What is the definition of a life well lived? Is it the accumulation of colourful tales that one can recount down the pub? What about a journey rich in friendship? A life fired by a furtive imagination and spent creating? Or is it the warm glow that is provided by merely being comfortable in one’s own skin?

However you slice it, Colin Mullins’ life has been little short of extraordinary. He proudly calls himself an artisan – ‘Someone who actually practises their skill to the best of their ability, and passes on that knowledge,’ as he explains modestly. However, as a gilder, an ecclesiastical colour man, an engineer, an inventor, a tradesman, a creative director and much more besides, Mullins’ work could be said to reside in that lofty stratosphere occupied by conceptual artists.

 

‘I’d say that’s a great word,’ he laughs. ‘A conceptual artist, yeah. It’s a good way of describing my mind and the way I think.’

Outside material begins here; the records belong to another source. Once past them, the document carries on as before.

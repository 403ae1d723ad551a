//! Sign-up: create an unverified principal and start email verification.

use axum::{
    extract::Extension,
    response::{IntoResponse, Redirect, Response},
    Json,
};
use std::sync::Arc;
use tracing::info;
use uuid::Uuid;

use super::error::AuthError;
use super::types::SignupRequest;
use super::utils::{normalize_email, valid_email};
use crate::api::email::{spawn_send, EmailSender, VerificationEmail};
use crate::password::PasswordHasher;
use crate::store::{TokenPurpose, UserRecord, UserStore};
use crate::tokens::VerificationTokens;

/// Placeholder for the sign-up page; static assets are served elsewhere.
pub async fn signup_page() -> &'static str {
    "Sign up"
}

/// Create the user, issue an email-verify token, and fire off the
/// verification email. The user stays unverified (and cannot sign in) until
/// the emailed token is validated.
#[utoipa::path(
    post,
    path = "/signup",
    request_body = SignupRequest,
    responses(
        (status = 303, description = "User created, redirect to root"),
        (status = 400, description = "Missing or invalid fields", body = String),
        (status = 409, description = "Email already registered", body = String),
    ),
    tag = "auth"
)]
pub async fn signup(
    store: Extension<Arc<dyn UserStore>>,
    hasher: Extension<Arc<dyn PasswordHasher>>,
    tokens: Extension<Arc<VerificationTokens>>,
    mailer: Extension<Arc<dyn EmailSender>>,
    payload: Option<Json<SignupRequest>>,
) -> Result<Response, AuthError> {
    let Some(Json(request)) = payload else {
        return Err(AuthError::MissingFields);
    };
    let email = normalize_email(&request.email);
    if request.name.trim().is_empty()
        || request.password.is_empty()
        || request.organization.trim().is_empty()
        || request.phone_number.trim().is_empty()
        || email.is_empty()
    {
        return Err(AuthError::MissingFields);
    }
    if !valid_email(&email) {
        return Err(AuthError::MissingFields);
    }

    let user_id = Uuid::new_v4();
    let user = UserRecord {
        id: user_id,
        name: request.name,
        email: email.clone(),
        password_digest: hasher.hash(&request.password)?,
        phone_number: request.phone_number,
        organization: request.organization,
        role: request.role,
        verified: false,
        verification: None,
    };
    store.insert_user(user).await?;

    let issued = tokens.issue(user_id, TokenPurpose::EmailVerify).await?;
    spawn_send(
        Arc::clone(&mailer.0),
        VerificationEmail {
            to_email: email,
            token: issued.token,
            purpose: issued.purpose,
        },
    );

    info!(user_id = %user_id, "user created; verification link sent");
    Ok(Redirect::to("/").into_response())
}
use crate::cli::actions::{server, Action};
use anyhow::Result;

/// Execute the provided action.
// This is the single dispatch point for all CLI actions.
/// # Errors
/// Returns an error if the action fails.
pub async fn execute(action: Action) -> Result<()> {
    match action {
        Action::Server(args) => server::execute(args).await,
    }
}
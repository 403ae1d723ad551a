use crate::cli::{actions::Action, commands, dispatch, telemetry};
use anyhow::Result;

/// Parse arguments, initialize logging, and build the Action to execute.
///
/// # Errors
///
/// Returns an error if argument parsing, telemetry initialization, or action dispatch fails
pub fn start() -> Result<Action> {
    let matches = commands::new().get_matches();

    let verbosity = matches
        .get_one::<u8>(commands::logging::ARG_VERBOSITY)
        .copied()
        .unwrap_or(0);
    telemetry::init(verbosity)?;

    dispatch::handler(&matches)
}
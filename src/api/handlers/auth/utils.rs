//! Small helpers shared by the auth handlers.

use anyhow::{Context, Result};
use base64ct::{Base64UrlUnpadded, Encoding};
use rand::{distributions::Alphanumeric, rngs::OsRng, Rng, RngCore};
use regex::Regex;

/// Normalize an email for lookup/uniqueness checks.
pub(super) fn normalize_email(email: &str) -> String {
    email.trim().to_lowercase()
}

/// Basic email format check on already-normalized input.
pub(super) fn valid_email(email_normalized: &str) -> bool {
    Regex::new(r"^[^@\s]+@[^@\s]+\.[^@\s]+$").is_ok_and(|regex| regex.is_match(email_normalized))
}

/// Mint an opaque session token. The value lives only server-side (ledger and
/// durable copy); the client never sees it.
pub(super) fn generate_session_token() -> Result<String> {
    let mut bytes = [0u8; 32];
    OsRng
        .try_fill_bytes(&mut bytes)
        .context("failed to generate session token")?;
    Ok(Base64UrlUnpadded::encode_string(&bytes))
}

/// Random alphanumeric temporary password for the recovery flow.
pub(super) fn generate_temporary_password(length: usize) -> String {
    rand::thread_rng()
        .sample_iter(&Alphanumeric)
        .take(length)
        .map(char::from)
        .collect()
}
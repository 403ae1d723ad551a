pub mod server;

// Internal "interpreter" for `Action`.
// We keep the match in a separate module so `mod.rs` stays small as more actions are added.
mod run;

#[derive(Debug)]
pub enum Action {
    Server(server::Args),
}

impl Action {
    /// Execute the action.
    /// # Errors
    /// Returns an error if the action fails.
    pub async fn execute(self) -> anyhow::Result<()> {
        run::execute(self).await
    }
}
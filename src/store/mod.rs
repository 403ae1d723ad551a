//! Document-store collaborator interface.
//!
//! The gate core never talks to a concrete database; it goes through
//! [`UserStore`], a thin trait shaped after a remote document store
//! (find/insert/update/find-and-delete with exact-match filters). Production
//! deployments point this at their store of record; dev mode and the test
//! suite use the in-memory implementation in [`memory`].

pub mod memory;

use async_trait::async_trait;
use serde::{Deserialize, Serialize};
use thiserror::Error;
use utoipa::ToSchema;
use uuid::Uuid;

pub use memory::InMemoryStore;

#[derive(Debug, Error)]
pub enum StoreError {
    /// The store could not be reached or the operation failed remotely.
    #[error("document store unavailable: {0}")]
    Unavailable(String),
    /// A uniqueness constraint (email) was violated on insert.
    #[error("duplicate key: {0}")]
    DuplicateKey(String),
}

/// Principal role stored on the user record. Only `User` may hold the
/// admitted session slot.
#[derive(Debug, Clone, Copy, PartialEq, Eq, Serialize, Deserialize, ToSchema)]
pub enum Role {
    User,
    Admin,
}

/// What a verification token authorizes once validated.
#[derive(Debug, Clone, Copy, PartialEq, Eq)]
pub enum TokenPurpose {
    EmailVerify,
    PasswordReset,
}

impl TokenPurpose {
    #[must_use]
    pub const fn as_str(self) -> &'static str {
        match self {
            Self::EmailVerify => "email-verify",
            Self::PasswordReset => "password-reset",
        }
    }
}

/// Verification token material embedded on the user record.
///
/// Only the digest of the token value is stored; the raw value travels in the
/// verification email and is never persisted.
#[derive(Debug, Clone)]
pub struct VerificationEntry {
    pub value_hash: Vec<u8>,
    pub purpose: TokenPurpose,
    /// Unix seconds after which the token no longer validates.
    pub expires_at: i64,
}

#[derive(Debug, Clone)]
pub struct UserRecord {
    pub id: Uuid,
    pub name: String,
    pub email: String,
    pub password_digest: String,
    pub phone_number: String,
    pub organization: String,
    pub role: Role,
    pub verified: bool,
    pub verification: Option<VerificationEntry>,
}

/// Partial update applied to a user record, `$set` style: `None` fields are
/// left untouched.
#[derive(Debug, Clone, Default)]
pub struct UserUpdate {
    pub password_digest: Option<String>,
    pub verified: Option<bool>,
    /// `Some(None)` clears the embedded verification entry.
    pub verification: Option<Option<VerificationEntry>>,
}

impl UserUpdate {
    #[must_use]
    pub fn new() -> Self {
        Self::default()
    }

    #[must_use]
    pub fn with_password_digest(mut self, digest: String) -> Self {
        self.password_digest = Some(digest);
        self
    }

    #[must_use]
    pub fn with_verified(mut self, verified: bool) -> Self {
        self.verified = Some(verified);
        self
    }

    #[must_use]
    pub fn with_verification(mut self, entry: Option<VerificationEntry>) -> Self {
        self.verification = Some(entry);
        self
    }
}

/// Persistent storage operations the gate core depends on.
///
/// Session-token rows exist for crash durability and audit only; the
/// in-memory ledger remains authoritative for admission decisions, and a
/// failed write here never reverses a decision already made.
#[async_trait]
pub trait UserStore: Send + Sync {
    async fn find_user_by_email(&self, email: &str) -> Result<Option<UserRecord>, StoreError>;

    /// Exact-match lookup on the embedded verification token digest, bounded
    /// by expiry: only records with `expires_at > now` match.
    async fn find_user_by_verification_hash(
        &self,
        value_hash: &[u8],
        now: i64,
    ) -> Result<Option<UserRecord>, StoreError>;

    async fn insert_user(&self, user: UserRecord) -> Result<(), StoreError>;

    /// Apply a partial update; returns the updated record, or `None` when the
    /// id does not exist.
    async fn update_user(
        &self,
        id: Uuid,
        update: UserUpdate,
    ) -> Result<Option<UserRecord>, StoreError>;

    /// Persist the durable copy of a session token minted at login.
    async fn insert_session_token(&self, token: &str) -> Result<(), StoreError>;

    /// Delete the durable copy of an evicted session token. Returns whether a
    /// row was actually removed.
    async fn delete_session_token(&self, token: &str) -> Result<bool, StoreError>;

    /// Cheap reachability probe for `/health`.
    async fn ping(&self) -> Result<(), StoreError>;
}
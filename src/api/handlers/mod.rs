//! Route handlers for the gatehouse API.

pub mod auth;
pub mod health;
pub mod root;

pub use auth::AuthError;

And yet, despite working on notable projects at Buckingham Palace, Hampton Court, Westminster Abbey and the Houses of Parliament, Mullins remains resolutely, remarkably and endearingly grounded. On more than one occasion it’s been put to him that his inquisitive mind would be successful in the world of advertising. When he was living in Australia, an acquaintance that worked at arch ad agency McCann Erickson tried to headhunt him as an ideas man. Then, and on subsequent occasions since, he demurred. ‘They thought my concept of visuals and ideas in that world of advertising and marketing was brilliant,’ he recalls. ‘But I still liked that physical touch of powder, of pigment, of gold leaf…’

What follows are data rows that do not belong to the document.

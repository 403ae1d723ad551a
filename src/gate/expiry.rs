//! Deferred-expiry timer for the pending-admission queue.
//!
//! A single deferred callback bounds how long a queued token may hold the
//! admitted slot. It is armed on the empty -> non-empty transition and kept
//! armed (idempotently) after every gate evaluation that sees a non-empty
//! queue. It fires once and is not re-armed for the next head; the next
//! arming happens only when the queue drains and refills. Once armed there
//! is no cancel path: the callback always fires, and an empty queue at fire
//! time makes it a no-op.

use std::sync::atomic::{AtomicBool, Ordering};
use std::sync::Arc;
use std::time::Duration;
use tokio::time::sleep;
use tracing::{debug, error, warn};

use super::ledger::SessionLedger;
use crate::store::UserStore;

/// Runtime timers misbehave far in the future; clamp the nominal session
/// lifetime to this ceiling instead of overflowing the timer.
const MAX_TIMER_DELAY: Duration = Duration::from_secs(2 * 365 * 24 * 60 * 60);

pub struct ExpiryTimer {
    ledger: Arc<SessionLedger>,
    store: Arc<dyn UserStore>,
    delay: Duration,
    armed: Arc<AtomicBool>,
}

impl ExpiryTimer {
    #[must_use]
    pub fn new(ledger: Arc<SessionLedger>, store: Arc<dyn UserStore>, ttl: Duration) -> Arc<Self> {
        Arc::new(Self {
            ledger,
            store,
            delay: ttl.min(MAX_TIMER_DELAY),
            armed: Arc::new(AtomicBool::new(false)),
        })
    }

    /// Arm the timer unless it is already pending. Idempotent, so callers can
    /// invoke it after every gate evaluation without stacking timers.
    pub fn ensure_armed(&self) {
        if self.armed.swap(true, Ordering::SeqCst) {
            return;
        }
        debug!(delay_secs = self.delay.as_secs(), "session expiry timer armed");
        let ledger = Arc::clone(&self.ledger);
        let store = Arc::clone(&self.store);
        let armed = Arc::clone(&self.armed);
        let delay = self.delay;
        tokio::spawn(async move {
            sleep(delay).await;
            fire(&ledger, &store, &armed).await;
        });
    }

    /// Whether a callback is currently pending.
    #[must_use]
    pub fn is_armed(&self) -> bool {
        self.armed.load(Ordering::SeqCst)
    }
}

async fn fire(ledger: &SessionLedger, store: &Arc<dyn UserStore>, armed: &AtomicBool) {
    // Disarm before evicting so a request racing with the callback can re-arm
    // for the remaining entries.
    armed.store(false, Ordering::SeqCst);
    let Some(token) = ledger.evict_heads().await else {
        debug!("session expiry timer fired on empty queue");
        return;
    };
    warn!("session token expired; head evicted");
    // Durable-copy cleanup is best effort; the in-memory eviction stands
    // regardless.
    if let Err(err) = store.delete_session_token(&token).await {
        error!("failed to delete expired session token copy: {err}");
    }
}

‘The nice thing about my work is that I don’t know what I’m going to be offered next,’ he continues. ‘When that phone rings it could be anything – from designing a coat of arms to formulating a concept for using glues.’

To wit: when he picked me up from Crewe station on a grey, overcast November morning the day after Donald Trump was named president-elect and thus Leader of the Free World, we took a short drive to the UK headquarters of Bentley Motors. There, outside the company’s Art Deco façade, was a heraldic coat of arms designed and brought to life by Mullins. As for the glue, well, he once wrapped Stella McCartney’s London showroom in dress fabric. ‘They didn’t think it could be done,’ he explains later in the kitchen of his home in nearby Nantwich. ‘I ended up working on an adhesive that recognised substrates [the material onto which a medium – in this case, the dress fabric – is applied]. I blended different polymers and wrapped the various shapes in fabrics.’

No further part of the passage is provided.